Renforcer les moyens des services de renseignement français : c’est l’objectif du projet de loi débattu à partir d’aujourd’hui à l’Assemblée nationale.

Les attentats de janvier dernier ont révélé des failles dans la protection de notre pays vis-à-vis de la menace terroriste. Pour réagir, le gouvernement a décidé d’élaborer un texte renforçant les pouvoirs des services de renseignement. Le projet de loi autorise les policiers à utiliser des balises, posées sur les voitures des suspects ainsi que l’installation de micros à leur domicile ou la généralisation des « Imsi-catcher », des appareils qui interceptent toutes les communications autour de lui.
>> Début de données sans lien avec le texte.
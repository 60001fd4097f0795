use markowitz_core::config::{AnalysisConfig, SolverSettings};
use markowitz_core::estimation::AssetStatistics;
use markowitz_core::frontier::{generate_frontier, sample_frontier};
use markowitz_core::optimization::{
    minimum_risk_portfolio, negative_sharpe, optimal_portfolio, optimize_mean_variance,
    portfolio_metrics, volatility, MeanVarianceInput, PortfolioOutcome, ProjectedGradient,
};
use markowitz_core::MarkowitzError;

// ===========================================================================
// Mean-variance optimization over precomputed annualized statistics
// ===========================================================================

fn solver() -> ProjectedGradient {
    ProjectedGradient::new(SolverSettings::default())
}

fn uncorrelated_pair() -> AssetStatistics {
    AssetStatistics::from_annualized(
        vec!["A".into(), "B".into()],
        vec![0.10, 0.20],
        vec![vec![0.04, 0.0], vec![0.0, 0.09]],
        252.0,
    )
    .unwrap()
}

fn four_assets() -> AssetStatistics {
    AssetStatistics::from_annualized(
        vec!["EQ".into(), "BOND".into(), "GOLD".into(), "EM".into()],
        vec![0.08, 0.03, 0.05, 0.11],
        vec![
            vec![0.0400, 0.0020, -0.0010, 0.0300],
            vec![0.0020, 0.0025, 0.0005, 0.0015],
            vec![-0.0010, 0.0005, 0.0225, 0.0010],
            vec![0.0300, 0.0015, 0.0010, 0.0900],
        ],
        252.0,
    )
    .unwrap()
}

fn assert_feasible(weights: &[f64]) {
    let total: f64 = weights.iter().sum();
    assert!((total - 1.0).abs() < 1e-6, "weights sum to {}", total);
    for w in weights {
        assert!(*w >= -1e-9 && *w <= 1.0 + 1e-9, "weight {} out of bounds", w);
    }
}

// ---------------------------------------------------------------------------
// Minimum-risk portfolio
// ---------------------------------------------------------------------------

#[test]
fn test_minimum_risk_uncorrelated_pair() {
    let point = minimum_risk_portfolio(&uncorrelated_pair(), 0.02, &solver()).unwrap();
    let w = point.weight_vector();
    // inverse-variance weights: 0.09/0.13 and 0.04/0.13
    assert!((w[0] - 0.6923).abs() < 1e-3, "w = {:?}", w);
    assert!((w[1] - 0.3077).abs() < 1e-3, "w = {:?}", w);
    assert!((point.expected_return - 0.1308).abs() < 1e-3);
    assert!((point.risk - 0.1664).abs() < 1e-3);
}

#[test]
fn test_minimum_risk_is_feasible_and_below_every_sample() {
    let stats = four_assets();
    let point = minimum_risk_portfolio(&stats, 0.02, &solver()).unwrap();
    assert_feasible(&point.weight_vector());

    let set = sample_frontier(&stats, 2000, 0.02, Some(3), false).unwrap();
    for s in &set.samples {
        assert!(point.risk <= s.risk + 1e-9, "{} > {}", point.risk, s.risk);
    }
}

#[test]
fn test_risk_contributions_sum_to_risk() {
    let point = minimum_risk_portfolio(&four_assets(), 0.02, &solver()).unwrap();
    let total: f64 = point.weights.iter().map(|w| w.contribution_to_risk).sum();
    assert!((total - point.risk).abs() < 1e-9);
    let ret: f64 = point.weights.iter().map(|w| w.contribution_to_return).sum();
    assert!((ret - point.expected_return).abs() < 1e-12);
}

// ---------------------------------------------------------------------------
// Optimal (maximum Sharpe) portfolio
// ---------------------------------------------------------------------------

#[test]
fn test_optimal_uncorrelated_pair_is_tangency() {
    // Σ⁻¹(μ − r_f) = [2, 2] normalizes to equal weights
    let point = optimal_portfolio(&uncorrelated_pair(), 0.02, &solver()).unwrap();
    let w = point.weight_vector();
    assert!((w[0] - 0.5).abs() < 1e-4, "w = {:?}", w);
    let sharpe = point.sharpe_ratio.unwrap();
    assert!((sharpe - 0.13 / 0.0325_f64.sqrt()).abs() < 1e-6);
}

#[test]
fn test_optimal_dominates_sampled_sharpe() {
    let stats = four_assets();
    let point = optimal_portfolio(&stats, 0.02, &solver()).unwrap();
    assert_feasible(&point.weight_vector());
    let best = point.sharpe_ratio.unwrap();

    let set = sample_frontier(&stats, 2000, 0.02, Some(9), false).unwrap();
    let sampled = set.max_sharpe().unwrap().sharpe_ratio.unwrap();
    assert!(best >= sampled - 1e-9, "{} < {}", best, sampled);

    let min = minimum_risk_portfolio(&stats, 0.02, &solver()).unwrap();
    assert!(min.risk <= point.risk + 1e-9);
}

#[test]
fn test_optimal_matches_negative_sharpe() {
    let stats = four_assets();
    let point = optimal_portfolio(&stats, 0.02, &solver()).unwrap();
    let w = point.weight_vector();
    let ns = negative_sharpe(&w, &stats.mean_returns, &stats.covariance, 0.02);
    assert!((ns + point.sharpe_ratio.unwrap()).abs() < 1e-12);
    assert!((volatility(&w, &stats.covariance) - point.risk).abs() < 1e-12);
}

// ---------------------------------------------------------------------------
// Degenerate universes
// ---------------------------------------------------------------------------

#[test]
fn test_single_asset_takes_whole_budget() {
    let stats = AssetStatistics::from_annualized(
        vec!["ONLY".into()],
        vec![0.10],
        vec![vec![0.04]],
        252.0,
    )
    .unwrap();
    let optimal = optimal_portfolio(&stats, 0.02, &solver()).unwrap();
    let minimum = minimum_risk_portfolio(&stats, 0.02, &solver()).unwrap();
    for point in [&optimal, &minimum] {
        assert_eq!(point.weight_vector(), vec![1.0]);
        assert!((point.expected_return - 0.10).abs() < 1e-15);
        assert!((point.risk - 0.20).abs() < 1e-15);
        assert!((point.sharpe_ratio.unwrap() - 0.40).abs() < 1e-12);
    }
}

#[test]
fn test_zero_risk_universe_has_no_optimal_portfolio() {
    let stats = AssetStatistics::from_annualized(
        vec!["CASH".into(), "TBILL".into()],
        vec![0.03, 0.035],
        vec![vec![0.0, 0.0], vec![0.0, 0.0]],
        252.0,
    )
    .unwrap();
    let err = optimal_portfolio(&stats, 0.02, &solver()).unwrap_err();
    assert!(matches!(err, MarkowitzError::DegenerateInput(_)));

    let metrics = portfolio_metrics(&[0.5, 0.5], &stats.mean_returns, &stats.covariance, 0.02);
    assert_eq!(metrics.sharpe_ratio, None);
    assert!(metrics.require_sharpe().is_err());
    assert_eq!(
        negative_sharpe(&[0.5, 0.5], &stats.mean_returns, &stats.covariance, 0.02),
        f64::INFINITY
    );
}

#[test]
fn test_exhausted_budget_is_convergence_failure() {
    let settings = SolverSettings {
        max_iterations: 1,
        tolerance: 1e-300,
    };
    let err = minimum_risk_portfolio(&four_assets(), 0.02, &ProjectedGradient::new(settings))
        .unwrap_err();
    match err {
        MarkowitzError::ConvergenceFailure { iterations, .. } => assert!(iterations <= 1),
        other => panic!("expected ConvergenceFailure, got {other}"),
    }
}

// ---------------------------------------------------------------------------
// Envelope entry points
// ---------------------------------------------------------------------------

fn input(config: AnalysisConfig) -> MeanVarianceInput {
    let stats = four_assets();
    MeanVarianceInput {
        asset_names: stats.tickers.clone(),
        expected_returns: stats.mean_returns.clone(),
        covariance_matrix: stats.covariance.clone(),
        config,
    }
}

#[test]
fn test_optimize_mean_variance_envelope() {
    let out = optimize_mean_variance(&input(AnalysisConfig::default())).unwrap();
    assert_eq!(out.metadata.precision, "ieee754_f64");
    assert_eq!(out.result.assets.len(), 4);
    assert!(matches!(
        out.result.optimal_portfolio,
        PortfolioOutcome::Converged(_)
    ));
    assert!(out.result.minimum_risk_portfolio.point().is_some());
}

#[test]
fn test_optimize_rejects_asymmetric_covariance() {
    let mut bad = input(AnalysisConfig::default());
    bad.covariance_matrix[0][1] = 0.5;
    assert!(matches!(
        optimize_mean_variance(&bad),
        Err(MarkowitzError::Configuration { .. })
    ));
}

#[test]
fn test_optimize_rejects_indefinite_covariance() {
    let bad = MeanVarianceInput {
        asset_names: vec!["A".into(), "B".into()],
        expected_returns: vec![0.10, 0.20],
        covariance_matrix: vec![vec![0.04, -0.1], vec![-0.1, 0.09]],
        config: AnalysisConfig::default(),
    };
    assert!(matches!(
        optimize_mean_variance(&bad),
        Err(MarkowitzError::DegenerateInput(_))
    ));
}

#[test]
fn test_optimize_rejects_repeated_or_blank_names() {
    let mut repeated = input(AnalysisConfig::default());
    repeated.asset_names[1] = repeated.asset_names[0].clone();
    assert!(matches!(
        optimize_mean_variance(&repeated),
        Err(MarkowitzError::Configuration { .. })
    ));

    let mut blank = input(AnalysisConfig::default());
    blank.asset_names[2] = "  ".into();
    assert!(matches!(
        optimize_mean_variance(&blank),
        Err(MarkowitzError::Configuration { .. })
    ));
}

#[test]
fn test_optimize_rejects_risk_free_rate_without_excess_return() {
    let config = AnalysisConfig {
        risk_free_rate: 0.5,
        ..AnalysisConfig::default()
    };
    match optimize_mean_variance(&input(config)) {
        Err(MarkowitzError::Configuration { field, .. }) => assert_eq!(field, "risk_free_rate"),
        other => panic!("expected configuration error, got {:?}", other),
    }
}

#[test]
fn test_default_solver_converges_on_correlated_universe() {
    let stats = four_assets();
    let min = minimum_risk_portfolio(&stats, 0.02, &ProjectedGradient::default()).unwrap();
    let opt = optimal_portfolio(&stats, 0.02, &ProjectedGradient::default()).unwrap();
    assert_feasible(&min.weight_vector());
    assert_feasible(&opt.weight_vector());
    assert!(min.risk <= opt.risk + 1e-9);
}

#[test]
fn test_generate_frontier_respects_config() {
    let config = AnalysisConfig {
        num_portfolios: 750,
        seed: Some(11),
        include_weights: true,
        ..AnalysisConfig::default()
    };
    let out = generate_frontier(&input(config)).unwrap();
    assert_eq!(out.result.len(), 750);
    assert_eq!(out.result.seed, 11);
    for s in &out.result.samples {
        let w = s.weights.as_ref().unwrap();
        assert_eq!(w.len(), 4);
        assert!((w.iter().sum::<f64>() - 1.0).abs() < 1e-12);
        assert!(w.iter().all(|x| *x >= 0.0));
    }
}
Par ailleurs, la surveillance d’Internet est au cœur de la lutte antiterroriste. Il prévoit la mise en place de « boîtes noires », capable de détecter les comportements suspects sur Internet. Toutes les écoutes et interceptions seront autorisées par le Premier ministre, sans passer par un juge, après avis de la Commission nationale de contrôle des techniques de renseignement (CNCTR), organe également crée par cette nouvelle loi.

Si les parlementaires, de droite comme de gauche, sont en majorité favorables à ces mesures, de nombreuses voix se sont élevées pour mettre en garde contre une surveillance généralisée des Français. Jeudi, sept hébergeurs dont OVH et Gandi, ont menacé de qutter l'Hexagone pour ne pas perdre leurs clients. La CNIL quant à elle déplore que le projet de loi « permette de collecter, de manière indifférenciée, un volume important de données qui peuvent être relatives à des personnes tout à fait étrangères à la mission de renseignement ». Le syndicat de la magistrature estime de son côté que le texte « installe un dispositif pérenne de contrôle occulte des citoyens ». En clair, de nombreux organismes ou associations craignent la mise en place d’un Big Brother à la Française, justifiée par la lutte contre le terrorisme, sur le modèle du Patriot Act américain voté un mois après le 11 septembre 2001.

Cet arsenal juridique permettra-t-il de contrer de nouvelles attaques terroristes ? Les libertés individuelles sont-elles en danger ? Comment faire face à la menace terroriste tout en préservant la liberté des citoyens ?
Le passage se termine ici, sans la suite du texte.